A preliminary study into the effect of oxide chemistry on the bonding mechanism of cold-sprayed titanium dioxide coatings on SUS316 stainless steel substrate

• Published in: Journal of Electrochemical Science and Engineering
• Main Author: Omar N.I.B.; Mohamed S.B.; Yusuf Y.B.; Rahim T.B.A.; Mustafa Z.B.; Ismail S.B.; Bakar I.A.B.A.; Selvamani S.
• Format: Article
• Language: English
• Published: International Association of Physical Chemists 2022
• Online Access: https://www.scopus.com/inward/record.uri?eid=2-s2.0-85138292198&doi=10.5599%2fjese.1423&partnerID=40&md5=732d2b53439d80f1b915f4cd27f7a2c4

Current attention has focused on the preparation of thick ceramic coating of nano-structured materials as feedstock material using the thermal spray process.

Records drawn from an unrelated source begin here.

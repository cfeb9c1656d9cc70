//! Navigation transitions: edit, move, escape, click and refocus.
//!
//! The control is `Idle` while hidden, `Open` once the dropdown is shown and
//! `Navigating` while a row holds logical focus. Moves only act on the
//! candidate list that is already present, so they keep working while a
//! lookup is outstanding.

use tracing::trace;

use super::flow::LookupPurpose;
use super::session::FocusTarget;
use super::Typeahead;

impl<T: Clone + Send + 'static> Typeahead<T> {
    /// The field text changed.
    ///
    /// Issues a lookup for the new text and opens the dropdown shell right
    /// away, before any result arrives.
    pub fn edit(&mut self, text: impl Into<String>) {
        let text = text.into();
        if let Some(preview) = self.caps.preview.as_mut() {
            preview.on_edit(&text);
        }

        self.session.query_text = text.clone();
        self.session.saved_query_text = None;
        self.session.focus = FocusTarget::Field;

        self.issue(text, LookupPurpose::Search);
        self.open();
    }

    /// The Down key, honoring the dropdown direction.
    pub fn key_down(&mut self) -> bool {
        if self.session.direction.above {
            self.move_up()
        } else {
            self.move_down()
        }
    }

    /// The Up key, honoring the dropdown direction.
    pub fn key_up(&mut self) -> bool {
        if self.session.direction.above {
            self.move_down()
        } else {
            self.move_up()
        }
    }

    /// Move the highlight one row further into the list.
    ///
    /// Stays on the last row once it is reached. Returns `false` when the
    /// dropdown is hidden or empty.
    pub fn move_down(&mut self) -> bool {
        if !self.session.visible || self.session.candidates.is_empty() {
            return false;
        }

        let last = self.session.candidates.len() - 1;
        let next = match self.session.focus {
            FocusTarget::Field => 0,
            FocusTarget::Row(index) => (index + 1).min(last),
        };
        if self.session.focus != FocusTarget::Row(next) {
            self.land_on(next);
        }
        true
    }

    /// Move the highlight one row back toward the field.
    ///
    /// Moving up from the first row returns focus to the field and keeps the
    /// dropdown open. Returns `false` when the dropdown is hidden or empty.
    pub fn move_up(&mut self) -> bool {
        if !self.session.visible || self.session.candidates.is_empty() {
            return false;
        }

        match self.session.focus {
            FocusTarget::Row(0) => {
                if self.move_focus(FocusTarget::Field) {
                    self.session.focus = FocusTarget::Field;
                }
            }
            FocusTarget::Row(index) => self.land_on(index - 1),
            FocusTarget::Field => {}
        }
        true
    }

    /// Cancel the dropdown.
    ///
    /// Restores the text typed before navigation began and drops the preview.
    /// Returns `false` when the dropdown was not open.
    pub fn escape(&mut self) -> bool {
        if !self.session.visible {
            return false;
        }

        self.close();
        if let Some(saved) = self.session.saved_query_text.take() {
            self.session.query_text = saved;
        }
        if let Some(preview) = self.caps.preview.as_mut() {
            preview.on_preview(None);
        }
        self.session.focus = FocusTarget::Field;
        self.move_focus(FocusTarget::Field);
        true
    }

    /// A row was clicked.
    ///
    /// Selects the row's item directly, clears the field and closes the
    /// dropdown. Returns `false` if no such row is shown.
    pub fn click_row(&mut self, index: usize) -> bool {
        if !self.session.visible {
            return false;
        }
        let Some(item) = self.session.candidates.get(index).cloned() else {
            trace!(session = %self.session.id(), index, "Click on missing row ignored");
            return false;
        };

        self.close();
        self.session.clear_field();
        self.caps.select(Some(item));
        true
    }

    /// The field regained focus.
    ///
    /// Reshows cached results without a new lookup when the field has text
    /// and candidates from earlier.
    pub fn focus_gained(&mut self) -> bool {
        if self.session.visible
            || self.session.query_text.is_empty()
            || self.session.candidates.is_empty()
        {
            return false;
        }
        self.open();
        self.session.visible
    }

    /// Ask the focus host to move focus, naming rows by their row id.
    fn move_focus(&mut self, target: FocusTarget) -> bool {
        let row_id = target.row().map(|index| self.session.row_id(index));
        self.caps.move_focus(target, row_id.as_deref())
    }

    /// Focus landed on a row: move focus there and apply the preview.
    fn land_on(&mut self, index: usize) {
        if !self.move_focus(FocusTarget::Row(index)) {
            trace!(session = %self.session.id(), index, "Focus target missing, step ignored");
            return;
        }
        self.session.focus = FocusTarget::Row(index);

        if let Some(preview) = self.caps.preview.as_mut() {
            let item = &self.session.candidates[index];
            let text = preview.format(item);
            if self.session.saved_query_text.is_none() {
                self.session.saved_query_text =
                    Some(std::mem::replace(&mut self.session.query_text, text));
            } else {
                self.session.query_text = text;
            }
            self.session.visible = true;
            preview.on_preview(Some(item));
        }
    }
}
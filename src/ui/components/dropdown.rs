//! Candidate list overlay for a typeahead field.
//!
//! The list is placed below the field when it fits, otherwise above. When
//! placed above, rows are drawn bottom-up so row 0 stays next to the field.
//! The computed [`DropdownLayout`] is kept by the host for click hit-testing
//! and fed back to the control as its dropdown direction.

use ratatui::{
    layout::Rect,
    style::{Modifier, Style},
    text::{Line, Span},
    widgets::{Block, Borders, Clear, Paragraph},
    Frame,
};

use crate::catalog::Record;
use crate::typeahead::DropdownDirection;
use crate::ui::theme::theme;

/// Text shown for one candidate row.
pub trait RowContent {
    /// Left column.
    fn primary(&self) -> &str;

    /// Right column, if any.
    fn secondary(&self) -> Option<&str> {
        None
    }
}

impl RowContent for Record {
    fn primary(&self) -> &str {
        &self.name
    }

    fn secondary(&self) -> Option<&str> {
        self.detail.as_deref()
    }
}

impl RowContent for String {
    fn primary(&self) -> &str {
        self
    }
}

/// Where a dropdown was drawn.
#[derive(Debug, Clone, Copy, PartialEq, Eq)]
pub struct DropdownLayout {
    /// Outer area including borders.
    pub area: Rect,
    /// Row area inside the borders.
    pub inner: Rect,
    pub direction: DropdownDirection,
    /// Index of the first candidate shown.
    pub offset: usize,
    /// Number of rows shown.
    pub shown: usize,
}

impl DropdownLayout {
    /// Place a list of `count` candidates next to `field` within `screen`.
    ///
    /// Scrolls so `focused` stays in view. Returns `None` when there is
    /// nothing to show or no room for a single row.
    pub fn place(
        field: Rect,
        screen: Rect,
        count: usize,
        max_visible: usize,
        focused: Option<usize>,
    ) -> Option<Self> {
        if count == 0 || max_visible == 0 {
            return None;
        }

        let wanted = (count.min(max_visible) + 2) as u16;
        let space_below = screen.bottom().saturating_sub(field.bottom());
        let space_above = field.y.saturating_sub(screen.y);

        let (area, direction) = if space_below >= wanted || space_below >= space_above {
            let height = wanted.min(space_below);
            (
                Rect::new(field.x, field.bottom(), field.width, height),
                DropdownDirection::BELOW,
            )
        } else {
            let height = wanted.min(space_above);
            (
                Rect::new(field.x, field.y - height, field.width, height),
                DropdownDirection::ABOVE,
            )
        };
        if area.height < 3 {
            return None;
        }

        let inner = Rect::new(area.x + 1, area.y + 1, area.width.saturating_sub(2), area.height - 2);
        let rows = inner.height as usize;
        let offset = match focused {
            Some(index) if index >= rows => index + 1 - rows,
            _ => 0,
        };

        Some(Self {
            area,
            inner,
            direction,
            offset,
            shown: rows.min(count - offset),
        })
    }

    /// Terminal line of candidate `index`, if shown.
    pub fn line_of(&self, index: usize) -> Option<u16> {
        if index < self.offset || index >= self.offset + self.shown {
            return None;
        }
        let k = (index - self.offset) as u16;
        Some(if self.direction.above {
            self.inner.bottom() - 1 - k
        } else {
            self.inner.y + k
        })
    }

    /// Candidate index drawn at a terminal cell.
    pub fn row_at(&self, column: u16, row: u16) -> Option<usize> {
        let inside_x = column >= self.inner.x && column < self.inner.right();
        let inside_y = row >= self.inner.y && row < self.inner.bottom();
        if !inside_x || !inside_y {
            return None;
        }
        (self.offset..self.offset + self.shown).find(|&index| self.line_of(index) == Some(row))
    }
}

/// Draw the candidate list into `layout`.
pub fn render_dropdown<T: RowContent>(
    frame: &mut Frame,
    layout: &DropdownLayout,
    candidates: &[T],
    focused: Option<usize>,
) {
    let t = theme();
    frame.render_widget(Clear, layout.area);

    let block = Block::default()
        .borders(Borders::ALL)
        .border_style(Style::default().fg(t.border_focused))
        .style(Style::default().bg(t.bg));
    frame.render_widget(block, layout.area);

    let width = layout.inner.width as usize;
    let primary_width = width * 3 / 5;
    let mut lines = vec![Line::default(); layout.inner.height as usize];

    for (index, item) in candidates
        .iter()
        .enumerate()
        .skip(layout.offset)
        .take(layout.shown)
    {
        let Some(y) = layout.line_of(index) else {
            continue;
        };
        let style = if focused == Some(index) {
            Style::default()
                .fg(t.bg)
                .bg(t.accent)
                .add_modifier(Modifier::BOLD)
        } else {
            Style::default().fg(t.fg).bg(t.bg)
        };
        let secondary = item.secondary().unwrap_or_default();
        lines[(y - layout.inner.y) as usize] = Line::from(vec![
            Span::styled(pad(item.primary(), primary_width), style),
            Span::styled(
                pad(secondary, width.saturating_sub(primary_width)),
                style.fg(if focused == Some(index) { t.bg } else { t.muted }),
            ),
        ]);
    }

    frame.render_widget(Paragraph::new(lines), layout.inner);
}

/// Truncate or right-pad `text` to exactly `width` chars.
fn pad(text: &str, width: usize) -> String {
    let count = text.chars().count();
    if count > width {
        let mut cut: String = text.chars().take(width.saturating_sub(1)).collect();
        if width > 0 {
            cut.push('…');
        }
        cut
    } else {
        format!("{}{}", text, " ".repeat(width - count))
    }
}

#[cfg(test)]
mod tests {
    use ratatui::{backend::TestBackend, buffer::Buffer, Terminal};

    use super::*;

    const SCREEN: Rect = Rect {
        x: 0,
        y: 0,
        width: 30,
        height: 20,
    };

    fn line_text(buffer: &Buffer, y: u16) -> String {
        (0..buffer.area.width)
            .map(|x| buffer[(x, y)].symbol())
            .collect::<String>()
    }

    #[test]
    fn test_places_below_when_room() {
        let field = Rect::new(0, 2, 30, 3);
        let layout = DropdownLayout::place(field, SCREEN, 3, 8, None).unwrap();
        assert_eq!(layout.direction, DropdownDirection::BELOW);
        assert_eq!(layout.area, Rect::new(0, 5, 30, 5));
        assert_eq!(layout.shown, 3);
    }

    #[test]
    fn test_places_above_near_bottom() {
        let field = Rect::new(0, 16, 30, 3);
        let layout = DropdownLayout::place(field, SCREEN, 5, 8, None).unwrap();
        assert_eq!(layout.direction, DropdownDirection::ABOVE);
        assert_eq!(layout.area.bottom(), 16);
        assert_eq!(layout.shown, 5);
    }

    #[test]
    fn test_above_puts_first_row_next_to_field() {
        let field = Rect::new(0, 16, 30, 3);
        let layout = DropdownLayout::place(field, SCREEN, 3, 8, None).unwrap();
        assert_eq!(layout.line_of(0), Some(14));
        assert_eq!(layout.line_of(2), Some(12));
        assert_eq!(layout.row_at(5, 14), Some(0));
    }

    #[test]
    fn test_nothing_to_place() {
        let field = Rect::new(0, 2, 30, 3);
        assert!(DropdownLayout::place(field, SCREEN, 0, 8, None).is_none());
        let full = Rect::new(0, 0, 30, 20);
        assert!(DropdownLayout::place(full, SCREEN, 4, 8, None).is_none());
    }

    #[test]
    fn test_scrolls_to_keep_focus_visible() {
        let field = Rect::new(0, 0, 30, 3);
        let layout = DropdownLayout::place(field, SCREEN, 12, 4, Some(6)).unwrap();
        assert_eq!(layout.offset, 3);
        assert_eq!(layout.shown, 4);
        assert_eq!(layout.line_of(2), None);
        assert_eq!(layout.line_of(6), Some(layout.inner.y + 3));
    }

    #[test]
    fn test_row_at_ignores_borders_and_blank_space() {
        let field = Rect::new(0, 0, 30, 3);
        let layout = DropdownLayout::place(field, SCREEN, 2, 8, None).unwrap();
        assert_eq!(layout.row_at(3, layout.inner.y), Some(0));
        assert_eq!(layout.row_at(3, layout.inner.y + 1), Some(1));
        assert_eq!(layout.row_at(0, layout.inner.y), None);
        assert_eq!(layout.row_at(3, layout.area.y), None);
    }

    #[test]
    fn test_pad() {
        assert_eq!(pad("Oslo", 6), "Oslo  ");
        assert_eq!(pad("Copenhagen", 5), "Cope…");
        assert_eq!(pad("abc", 0), "");
    }

    #[test]
    fn test_render_draws_two_columns() {
        let backend = TestBackend::new(30, 10);
        let mut terminal = Terminal::new(backend).unwrap();
        let field = Rect::new(0, 0, 30, 3);
        let screen = Rect::new(0, 0, 30, 10);
        let rows = vec![
            Record::new("Oslo", Some("Norway")),
            Record::new("Osaka", Some("Japan")),
        ];
        let layout = DropdownLayout::place(field, screen, rows.len(), 8, Some(1)).unwrap();

        terminal
            .draw(|frame| render_dropdown(frame, &layout, &rows, Some(1)))
            .unwrap();

        let buffer = terminal.backend().buffer();
        let first = line_text(buffer, layout.inner.y);
        assert!(first.contains("Oslo"));
        assert!(first.contains("Norway"));
        let second = line_text(buffer, layout.inner.y + 1);
        assert!(second.contains("Osaka"));
        let x = layout.inner.x;
        assert_eq!(buffer[(x, layout.inner.y + 1)].bg, theme().accent);
    }
}
//! Finalization: reconcile Tab/Enter with the lookup state.
//!
//! A commit produces exactly one outcome per keypress: a selected item, a
//! cleared value, or nothing. When the field text has moved past the last
//! delivered lookup, the commit is deferred to one more lookup and completed
//! in [`Typeahead::deliver_commit`].

use tracing::debug;

use super::flow::{LookupOutcome, LookupPurpose};
use super::session::FocusTarget;
use super::Typeahead;

impl<T: Clone + Send + 'static> Typeahead<T> {
    /// Commit with Tab or Enter.
    ///
    /// Returns `true` if the key was consumed. A focus-based commit leaves
    /// the key unconsumed so host handlers can still move focus.
    pub fn commit(&mut self) -> bool {
        if !self.session.visible {
            return false;
        }

        if self.session.is_stale() {
            let text = self.session.query_text.clone();
            if text.is_empty() && self.caps.allow_clear {
                debug!(session = %self.session.id(), "Stale empty commit clears value");
                self.close();
                self.session.saved_query_text = None;
                self.caps.select(None);
            } else {
                debug!(session = %self.session.id(), query = %text, "Stale commit, searching again");
                self.issue(text, LookupPurpose::Commit);
            }
            return true;
        }

        let chosen = match self.session.focus {
            FocusTarget::Row(index) => self.session.candidates.get(index).cloned().map(Some),
            FocusTarget::Field if self.session.query_text.is_empty() && self.caps.allow_clear => {
                Some(None)
            }
            FocusTarget::Field => self.session.candidates.first().cloned().map(Some),
        };

        self.close();
        self.session.saved_query_text = None;
        match chosen {
            Some(item) => {
                debug!(session = %self.session.id(), cleared = item.is_none(), "Committed");
                self.caps.select(item);
            }
            None => debug!(session = %self.session.id(), "Nothing to commit"),
        }
        false
    }

    /// Complete a commit deferred by a stale field.
    ///
    /// A dropdown closed in the meantime cancels the commit; the results are
    /// kept for the next time the field regains focus.
    pub(super) fn deliver_commit(&mut self, outcome: LookupOutcome<T>) {
        if !self.session.visible {
            if let Ok(items) = outcome.result {
                debug!(session = %self.session.id(), query = %outcome.query, "Commit cancelled, keeping results");
                self.session.set_candidates(outcome.ticket, outcome.query, items);
            }
            return;
        }

        match outcome.result {
            Ok(items) if items.is_empty() => {
                debug!(session = %self.session.id(), query = %outcome.query, "Commit lookup found nothing");
                self.session.set_candidates(outcome.ticket, outcome.query, items);
            }
            Ok(items) => {
                let first = items[0].clone();
                self.session.set_candidates(outcome.ticket, outcome.query, items);
                self.close();
                self.session.saved_query_text = None;
                self.caps.select(Some(first));
                self.caps.advance_focus();
            }
            Err(e) => self.lookup_failed(&outcome.query, e),
        }
    }
}

#[cfg(test)]
mod tests {
    use super::super::test_support::*;
    use super::super::*;

    #[tokio::test]
    async fn test_commit_is_noop_while_hidden() {
        let mut h = harness(Options::default());
        assert!(!h.typeahead.commit());
        assert!(h.selections().is_empty());
        assert!(h.source.issued().is_empty());
    }

    #[tokio::test]
    async fn test_stale_commit_searches_before_selecting() {
        let mut h = harness(Options::default());
        h.type_and_resolve("a", &["Aalborg"]).await;
        h.typeahead.sync_text("ab");

        assert!(h.typeahead.commit());
        assert_eq!(h.source.issued(), vec!["a".to_string(), "ab".to_string()]);
        assert!(h.selections().is_empty());
        assert!(h.typeahead.is_visible());

        assert!(h.resolve("ab", &["Item1", "Item2"]).await);

        assert_eq!(h.selections(), vec![Some("Item1".to_string())]);
        assert!(!h.typeahead.is_visible());
        assert_eq!(*h.advances.borrow(), 1);
        assert_eq!(h.typeahead.session().last_issued_query(), Some("ab"));
    }

    #[tokio::test]
    async fn test_stale_commit_with_no_results_stays_open() {
        let mut h = harness(Options::default());
        h.type_and_resolve("a", &["Aalborg"]).await;
        h.typeahead.sync_text("ax");

        h.typeahead.commit();
        assert!(h.resolve("ax", &[]).await);

        assert!(h.selections().is_empty());
        assert!(h.typeahead.is_visible());
        assert!(h.typeahead.candidates().is_empty());
        assert_eq!(*h.advances.borrow(), 0);
    }

    #[tokio::test]
    async fn test_stale_commit_failure_selects_nothing() {
        let mut h = harness(Options::default());
        h.type_and_resolve("a", &["Aalborg"]).await;
        h.typeahead.sync_text("ab");

        h.typeahead.commit();
        h.source.answer("ab", Err(LookupError::Unavailable));
        let outcome = h.rx.recv().await.unwrap();
        assert!(h.typeahead.apply_outcome(outcome));

        assert!(h.selections().is_empty());
        assert!(h.typeahead.is_visible());
        assert_eq!(h.typeahead.candidates(), ["Aalborg"]);
    }

    #[tokio::test]
    async fn test_commit_while_search_in_flight_supersedes_it() {
        let mut h = harness(Options::default());
        h.type_and_resolve("a", &["Aalborg"]).await;
        h.typeahead.edit("ab");

        h.typeahead.commit();
        assert_eq!(h.source.issued(), vec!["a", "ab", "ab"]);

        // The edit's own lookup was superseded by the commit's
        assert!(!h.resolve("ab", &["Abu Dhabi"]).await);
        assert!(h.selections().is_empty());
        assert!(h.resolve("ab", &["Abuja"]).await);
        assert_eq!(h.selections(), vec![Some("Abuja".to_string())]);
    }

    #[tokio::test]
    async fn test_double_enter_selects_once() {
        let mut h = harness(Options::default());
        h.type_and_resolve("a", &["Aalborg"]).await;
        h.typeahead.sync_text("ab");

        assert!(h.typeahead.commit());
        assert!(h.typeahead.commit());

        assert!(!h.resolve("ab", &["Item1"]).await);
        assert!(h.resolve("ab", &["Item1"]).await);
        assert_eq!(h.selections(), vec![Some("Item1".to_string())]);

        // Closed now, so a third Enter does nothing
        assert!(!h.typeahead.commit());
        assert_eq!(h.selections().len(), 1);
    }

    #[tokio::test]
    async fn test_escape_before_commit_result_selects_nothing() {
        let mut h = harness(Options::default());
        h.type_and_resolve("a", &["Aalborg"]).await;
        h.typeahead.sync_text("ab");
        h.typeahead.commit();
        h.typeahead.escape();

        assert!(h.resolve("ab", &["Item1"]).await);
        assert!(h.selections().is_empty());
        assert!(!h.typeahead.is_visible());
        assert_eq!(*h.advances.borrow(), 0);
        assert_eq!(h.typeahead.candidates(), ["Item1"]);
    }

    #[tokio::test]
    async fn test_stale_empty_commit_clears() {
        let mut h = harness(Options::default());
        h.type_and_resolve("a", &["Aalborg"]).await;
        h.typeahead.sync_text("");

        assert!(h.typeahead.commit());
        assert_eq!(h.selections(), vec![None]);
        assert!(!h.typeahead.is_visible());
        assert_eq!(h.source.issued(), vec!["a".to_string()]);
    }

    #[tokio::test]
    async fn test_stale_empty_commit_without_clear_searches() {
        let mut h = harness(Options {
            allow_clear: false,
            ..Options::default()
        });
        h.type_and_resolve("a", &["Aalborg"]).await;
        h.typeahead.sync_text("");

        assert!(h.typeahead.commit());
        assert!(h.selections().is_empty());
        assert_eq!(h.source.issued(), vec!["a".to_string(), String::new()]);
    }

    #[tokio::test]
    async fn test_empty_commit_with_clear_allowed() {
        let mut h = harness(Options::default());
        h.type_and_resolve("", &["Aalborg"]).await;

        assert!(!h.typeahead.commit());
        assert_eq!(h.selections(), vec![None]);
        assert!(!h.typeahead.is_visible());
    }

    #[tokio::test]
    async fn test_empty_commit_without_clear_takes_first() {
        let mut h = harness(Options {
            allow_clear: false,
            ..Options::default()
        });
        h.type_and_resolve("", &["Aalborg", "Bergen"]).await;

        h.typeahead.commit();
        assert_eq!(h.selections(), vec![Some("Aalborg".to_string())]);
    }

    #[tokio::test]
    async fn test_blind_commit_defaults_to_first() {
        let mut h = harness(Options::default());
        h.type_and_resolve("x", &["X", "Y"]).await;

        assert!(!h.typeahead.commit());
        assert_eq!(h.selections(), vec![Some("X".to_string())]);
        assert!(!h.typeahead.is_visible());
        assert_eq!(*h.advances.borrow(), 0);
    }

    #[tokio::test]
    async fn test_commit_selects_focused_row() {
        let mut h = harness(Options::default());
        h.type_and_resolve("o", &["Oslo", "Osaka", "Oman"]).await;
        h.typeahead.move_down();
        h.typeahead.move_down();

        h.typeahead.commit();
        assert_eq!(h.selections(), vec![Some("Osaka".to_string())]);
        assert_eq!(h.typeahead.focused_index(), None);
    }

    #[tokio::test]
    async fn test_commit_while_previewing_searches_previewed_text() {
        let mut h = harness(Options {
            preview: true,
            ..Options::default()
        });
        h.type_and_resolve("abc", &["xyz", "other"]).await;
        h.typeahead.move_down();
        assert_eq!(h.typeahead.query_text(), "XYZ");

        assert!(h.typeahead.commit());
        assert_eq!(h.source.issued(), vec!["abc".to_string(), "XYZ".to_string()]);
        assert!(h.selections().is_empty());

        assert!(h.resolve("XYZ", &["xyz"]).await);

        assert_eq!(h.selections(), vec![Some("xyz".to_string())]);
        assert_eq!(*h.advances.borrow(), 1);
        assert!(!h.typeahead.is_visible());
        assert!(h.typeahead.session().saved_query_text().is_none());
    }

    #[tokio::test]
    async fn test_commit_with_no_candidates_selects_nothing() {
        let mut h = harness(Options::default());
        h.type_and_resolve("zz", &[]).await;

        assert!(!h.typeahead.commit());
        assert!(h.selections().is_empty());
        assert!(!h.typeahead.is_visible());
    }

    #[tokio::test]
    async fn test_commit_routes_through_shortcuts() {
        let mut h = harness(Options::default());
        h.type_and_resolve("x", &["X"]).await;
        assert!(!h.typeahead.handle_shortcut(Shortcut::Tab));
        assert_eq!(h.selections(), vec![Some("X".to_string())]);
        assert_eq!(h.ignored.borrow().last(), Some(&Vec::new()));
    }
}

The cold spray method has appeared as a promising process to form ceramic nanostructured coating without significantly changing the microstructure of the initial feedstock materials due to its low processing temperature. However, deposition of ceramic powders by cold spray is not easy due to the brittle characteristics of the material. In this study, TiO2 coatings were deposited on unannealed stainless steel substrates and substrates that were annealed from room temperature to 700 °C prior to spraying. The adhesion strength was evaluated to investigate the bonding mechanism. The influence of the remaining surface oxide layer of chromium oxide, Cr2O3, which is thermodynamically preferred for stainless steel, on the bonding mechanism involved was investigated. The results showed that by increasing the annealing substrate temperature of stainless steel, the adhesion strength of the coatings (thicker oxide) is also increased. As a result, the bonding between the cold-sprayed TiO2 particle and the steel substrate is given by the chemical bonding of an inter-oxide reaction. © 2022 by the authors; licensee IAPC, Zagreb, Croatia.